La tensión en la boda es insoportable. Ver cómo la familia Collins humilla a la novia por la ausencia de su prometido duele. En Mi prometido es de la mafia, las apariencias lo son todo, y aquí se nota que el estatus pesa más que el amor. La llegada del mayordomo cambia el juego.
Justo cuando pensabas que todo estaba perdido, aparece Matthew. La entrada del mayordomo de los Atlante eleva la tensión. En Mi prometido es de la mafia, los sirvientes suelen traer las noticias más impactantes. ¿Qué habrá en esos regalos? La cara de la novia lo dice todo.

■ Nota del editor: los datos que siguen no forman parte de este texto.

//! 终止条件
//!
//! 文本语法：以 `;` 分隔的多段，每段为 `Kind:param1,param2,...`，
//! 支持 `MaxArrivals:<node>,<count>`、`MaxDepartures:<node>,<count>`、`MaxTime:<seconds>`。

use std::fmt;
use std::str::FromStr;

use crate::error::InputError;
use serde::{Deserialize, Serialize};

#[derive(Debug, Clone, PartialEq, Serialize, Deserialize)]
#[serde(tag = "kind", rename_all = "snake_case")]
pub enum EndCriteria {
    /// 节点到达数达到 `count`
    MaxArrivals { node: String, count: u64 },
    /// 节点离开数达到 `count`
    MaxDepartures { node: String, count: u64 },
    /// 仿真时间达到 `time`
    MaxTime { time: f64 },
}

fn invalid(segment: &str, reason: impl Into<String>) -> InputError {
    InputError::EndCriteria {
        segment: segment.to_string(),
        reason: reason.into(),
    }
}

fn node_and_count(segment: &str, params: &[&str]) -> Result<(String, u64), InputError> {
    let [node, count] = params else {
        return Err(invalid(
            segment,
            format!("expected <node>,<count>, got {} parameter(s)", params.len()),
        ));
    };
    if node.is_empty() {
        return Err(invalid(segment, "empty node name"));
    }
    let count = count
        .parse::<u64>()
        .map_err(|_| invalid(segment, format!("'{count}' is not a valid count")))?;
    Ok((node.to_string(), count))
}

impl EndCriteria {
    /// 解析完整的 `;` 分隔文本。空段被忽略。
    pub fn parse_all(text: &str) -> Result<Vec<EndCriteria>, InputError> {
        text.split(';')
            .map(str::trim)
            .filter(|s| !s.is_empty())
            .map(str::parse)
            .collect()
    }

    /// `parse_all` 的逆操作
    pub fn join(criteria: &[EndCriteria]) -> String {
        criteria
            .iter()
            .map(ToString::to_string)
            .collect::<Vec<_>>()
            .join(";")
    }
}

impl FromStr for EndCriteria {
    type Err = InputError;

    fn from_str(segment: &str) -> Result<Self, Self::Err> {
        let segment = segment.trim();
        let (kind, rest) = segment
            .split_once(':')
            .ok_or_else(|| invalid(segment, "missing ':' after criteria kind"))?;
        let params: Vec<&str> = rest.split(',').map(str::trim).collect();
        match kind.trim() {
            "MaxArrivals" => {
                let (node, count) = node_and_count(segment, &params)?;
                Ok(Self::MaxArrivals { node, count })
            }
            "MaxDepartures" => {
                let (node, count) = node_and_count(segment, &params)?;
                Ok(Self::MaxDepartures { node, count })
            }
            "MaxTime" => {
                let [time] = params.as_slice() else {
                    return Err(invalid(
                        segment,
                        format!("expected <seconds>, got {} parameter(s)", params.len()),
                    ));
                };
                let value = time
                    .parse::<f64>()
                    .map_err(|_| invalid(segment, format!("'{time}' is not a number")))?;
                if !value.is_finite() || value < 0.0 {
                    return Err(invalid(segment, format!("'{time}' is not a valid time")));
                }
                Ok(Self::MaxTime { time: value })
            }
            other => Err(invalid(segment, format!("unknown criteria kind '{other}'"))),
        }
    }
}

impl fmt::Display for EndCriteria {
    fn fmt(&self, f: &mut fmt::Formatter<'_>) -> fmt::Result {
        match self {
            Self::MaxArrivals { node, count } => write!(f, "MaxArrivals:{node},{count}"),
            Self::MaxDepartures { node, count } => write!(f, "MaxDepartures:{node},{count}"),
            Self::MaxTime { time } => write!(f, "MaxTime:{time}"),
        }
    }
}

Esa hermana con el vestido negro es el colmo de la maldad. Disfrutar del dolor ajeno en una boda es de otro nivel. En Mi prometido es de la mafia, los villanos domésticos son tan peligrosos como la mafia misma. Su sonrisa al ver el sufrimiento de su hermana es escalofriante.
El Sr. Collins está más preocupado por su apellido que por los sentimientos de su hija. Clásico conflicto de Mi prometido es de la mafia: el honor familiar por encima de la felicidad individual. Su reacción al recibir el regalo del mayordomo muestra su verdadera prioridad: el dinero y el respeto.
Me encanta cómo la cámara se enfoca en el anillo y luego en la reacción de la novia. En Mi prometido es de la mafia, los objetos suelen tener un significado oculto. La joya azul podría ser una pista importante. La dirección de arte en esta escena de boda es impecable y llena de simbolismo.